Georgia Manufacturing Is Winning Again

This week’s Courier Herald column:

It was the fall of 1989 and I was finishing my last quarter at the University of Georgia. I had made a drive to North Georgia to interview with a major textile company. I knew much of the textile industry was already moving overseas, but this particular company had been used as an example in several of my management classes as an American manufacturer that was adapting and modernizing.

Countering foreign competition in manufacturing is not a new concept or fear. In the eighties, we were all worried about the mighty industrial fortress of Japan. Then they were quite the worthy competitor, far from today’s empire of permanent negative interest rates.

The company had a reputation for employees having great longevity. As I was being given the plant tour, I was introduced to a lady working on the shop floor. I was told her name and her life’s story. She had worked for the company for more than two decades. She had several relatives and her own son working there too. I was told many positives about her and her people. She instantly felt like family.

As we got out of earshot, the plant manager leaned over to me and said, “It’s a shame about her. She and a couple of dozen others are going to be laid off next week.” I was confused. This was a successful and growing company. She was like family. To several of her coworkers, she was family. And after the glowing intro buy the manager, a cold and stark “her time is up”.

The problem was she was among the lowest skilled workers. While the mill had more business than it could handle, the processes were being mechanized. Her job function was no longer needed. She would be costlier to retrain for the jobs that remained than a buyout would be. The personal affection the managers had for her would not overcome the harsh realities of economics.

A friend of my family spent much of the first half of his career moving textile equipment from mills in the southern US to Central and South America. He spent the second half moving the same equipment from those mills to Asia. Much of the clothing end of textiles has a history of capitol flowing to where labor is the cheapest and least regulated.

It was with this background that I was a bit surprised to see that Georgia was selected last week as the location for the first U.S. factory for Adidas to make shoes. The location is a equally surprising – Cherokee County, in suburban Atlanta. The northern Atlanta suburbs have a tight labor market, and are not known for large quantities of affordable unskilled labor. They are, however, an epicenter for skilled technical labor.

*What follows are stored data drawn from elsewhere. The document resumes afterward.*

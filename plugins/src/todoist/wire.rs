//! Response shapes of the Todoist REST, sync and archive endpoints.

use serde::Deserialize;
use taskexport_core::api::{CompletionInfo, Due, Section, Task};

#[derive(Debug, Clone, Deserialize)]
pub struct SyncDue {
    pub date: String,
    #[serde(default)]
    pub is_recurring: bool,
    #[serde(default)]
    pub string: String,
    #[serde(default)]
    pub timezone: Option<String>,
}

/// Task object as returned by both the v1 task listing and the archive endpoint.
#[derive(Debug, Clone, Deserialize)]
pub struct SyncTask {
    pub id: String,
    pub project_id: String,
    #[serde(default)]
    pub section_id: Option<String>,
    #[serde(default)]
    pub parent_id: Option<String>,
    #[serde(default)]
    pub checked: bool,
    #[serde(default)]
    pub completed_at: Option<String>,
    #[serde(default)]
    pub content: String,
    #[serde(default)]
    pub description: String,
    #[serde(default)]
    pub due: Option<SyncDue>,
    #[serde(default = "default_priority")]
    pub priority: u8,
    #[serde(default)]
    pub responsible_uid: Option<String>,
    #[serde(default)]
    pub assigned_by_uid: Option<String>,
    #[serde(default)]
    pub added_by_uid: Option<String>,
    #[serde(default)]
    pub labels: Vec<String>,
    #[serde(default)]
    pub added_at: Option<String>,
    #[serde(default)]
    pub child_order: i64,
}

fn default_priority() -> u8 {
    1
}

impl From<SyncDue> for Due {
    fn from(due: SyncDue) -> Self {
        // `datetime` mirrors `date` only for timezone-bound due dates.
        let datetime = due.timezone.as_ref().map(|_| due.date.clone());
        Due {
            date: due.date,
            string: due.string,
            is_recurring: due.is_recurring,
            datetime,
            timezone: due.timezone,
        }
    }
}

impl From<SyncTask> for Task {
    fn from(t: SyncTask) -> Self {
        Task {
            id: t.id,
            project_id: t.project_id,
            parent_id: t.parent_id,
            section_id: t.section_id,
            is_completed: t.checked,
            completed_at: t.completed_at,
            content: t.content,
            description: t.description,
            due: t.due.map(Due::from),
            priority: t.priority,
            assignee_id: t.responsible_uid,
            assigner_id: t.assigned_by_uid,
            creator_id: t.added_by_uid,
            labels: t.labels,
            created_at: t.added_at,
            order: t.child_order,
        }
    }
}

#[derive(Debug, Clone, Deserialize)]
pub struct SyncSection {
    pub id: String,
    pub project_id: String,
    pub name: String,
    #[serde(default)]
    pub section_order: i64,
}

impl From<SyncSection> for Section {
    fn from(s: SyncSection) -> Self {
        Section {
            id: s.id,
            project_id: s.project_id,
            name: s.name,
            order: s.section_order,
        }
    }
}

/// Cursor-paginated v1 listing (`/tasks`, `/sections`).
#[derive(Debug, Clone, Deserialize)]
pub struct ListResponse<T> {
    pub results: Vec<T>,
    #[serde(default)]
    pub next_cursor: Option<String>,
}

/// Archive endpoint page.
#[derive(Debug, Clone, Deserialize)]
pub struct ArchiveResponse {
    pub items: Vec<SyncTask>,
    pub has_more: bool,
    #[serde(default)]
    pub next_cursor: Option<String>,
    pub completed_info: Vec<CompletionInfo>,
}

/// Sync endpoint response restricted to `completed_info`.
#[derive(Debug, Clone, Deserialize)]
pub struct CompletedInfoResponse {
    pub completed_info: Vec<CompletionInfo>,
}

#[cfg(test)]
mod tests {
    use super::*;
    use pretty_assertions::assert_eq;

    #[test]
    fn test_sync_task_maps_to_task() {
        let raw = serde_json::json!({
            "id": "6X7rM8997g3RQmvh",
            "project_id": "6Jf8VQXxpwv56VQ7",
            "section_id": null,
            "parent_id": "6X7rfFVPjhvv84XG",
            "checked": true,
            "completed_at": "2024-02-01T10:00:00.000000Z",
            "content": "Buy milk",
            "description": "",
            "priority": 4,
            "responsible_uid": null,
            "added_by_uid": "2671355",
            "labels": ["errand"],
            "added_at": "2024-01-01T09:00:00.000000Z",
            "child_order": 3,
            "deadline": null,
            "duration": null,
            "is_deleted": false
        });
        let task: Task = serde_json::from_value::<SyncTask>(raw).unwrap().into();
        assert_eq!(task.parent_id.as_deref(), Some("6X7rfFVPjhvv84XG"));
        assert_eq!(task.section_id, None);
        assert!(task.is_completed);
        assert_eq!(task.priority, 4);
        assert_eq!(task.creator_id.as_deref(), Some("2671355"));
        assert_eq!(task.labels, vec!["errand".to_string()]);
        assert_eq!(task.order, 3);
    }

    #[test]
    fn test_due_with_timezone_sets_datetime() {
        let due: Due = SyncDue {
            date: "2024-05-01T12:00:00".to_string(),
            is_recurring: false,
            string: "May 1 at noon".to_string(),
            timezone: Some("Europe/Lisbon".to_string()),
        }
        .into();
        assert_eq!(due.datetime.as_deref(), Some("2024-05-01T12:00:00"));
        assert_eq!(due.timezone.as_deref(), Some("Europe/Lisbon"));
    }

    #[test]
    fn test_due_without_timezone_has_no_datetime() {
        let due: Due = SyncDue {
            date: "2024-05-01".to_string(),
            is_recurring: true,
            string: "every day".to_string(),
            timezone: None,
        }
        .into();
        assert_eq!(due.datetime, None);
        assert!(due.is_recurring);
    }

    #[test]
    fn test_archive_response_requires_items() {
        let err = serde_json::from_str::<ArchiveResponse>(r#"{"has_more":false}"#).unwrap_err();
        assert!(err.to_string().contains("items"));
    }

    #[test]
    fn test_archive_response_requires_has_more_and_completed_info() {
        let err = serde_json::from_str::<ArchiveResponse>(r#"{"items":[],"completed_info":[]}"#)
            .unwrap_err();
        assert!(err.to_string().contains("has_more"));

        let err = serde_json::from_str::<ArchiveResponse>(r#"{"items":[],"has_more":false}"#)
            .unwrap_err();
        assert!(err.to_string().contains("completed_info"));
    }

    #[test]
    fn test_archive_response_rejects_info_without_count() {
        let err = serde_json::from_str::<ArchiveResponse>(
            r#"{"items":[],"has_more":false,"completed_info":[{"item_id":"t1"}]}"#,
        )
        .unwrap_err();
        assert!(err.to_string().contains("completed_items"));
    }

    #[test]
    fn test_archive_response_decodes_completion_info() {
        let page: ArchiveResponse = serde_json::from_str(
            r#"{
                "items": [],
                "has_more": true,
                "next_cursor": "abc",
                "completed_info": [
                    {"item_id": "t1", "completed_items": 2},
                    {"section_id": "s1", "completed_items": 1}
                ]
            }"#,
        )
        .unwrap();
        assert_eq!(
            page.completed_info,
            vec![CompletionInfo::task("t1", 2), CompletionInfo::section("s1", 1)]
        );
        assert_eq!(page.next_cursor.as_deref(), Some("abc"));
    }
}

The factory illustrates not only how manufacturing, but manufacturing jobs, are changing. According to the Atlanta Business Chronicle, the Adidas facility will use a “Speedfactory model, which relies on automation and production robots.” Thus, the 160 people that will make up to a half million shoes per year won’t be unskilled. Even though they will work in manufacturing, much of their skill will be required for the high level of automation deployed in a modern factory.

Much of our current political debate is focused on returning jobs to the US that disappeared in manufacturing. These jobs didn’t necessarily go overseas. Many of them just went away, with capital replacing labor. The remaining jobs require skills that manage capital to create the value added in production to justify wages for an American standard of living.

America’s job and wage problem isn’t that we don’t make things anymore, but that too often our education system doesn’t create real skills required by today’s employers. Seventy percent of jobs available in America don’t require a college degree, but we spend a disproportionate amount of our higher education dollars on university level courses.

If we want to get serious about “winning again” with respect to manufacturing, we need to get serious about understanding what a manufacturing job is in this millennium. Programs such as the recently launched German Apprenticeship program in Newnan are a good start.

The American dream is still available for those willing and able to work. To unlock our potential, we’re going to have to do a better job of ensuring that Americans have the right skills needed for the winning jobs of today and tomorrow.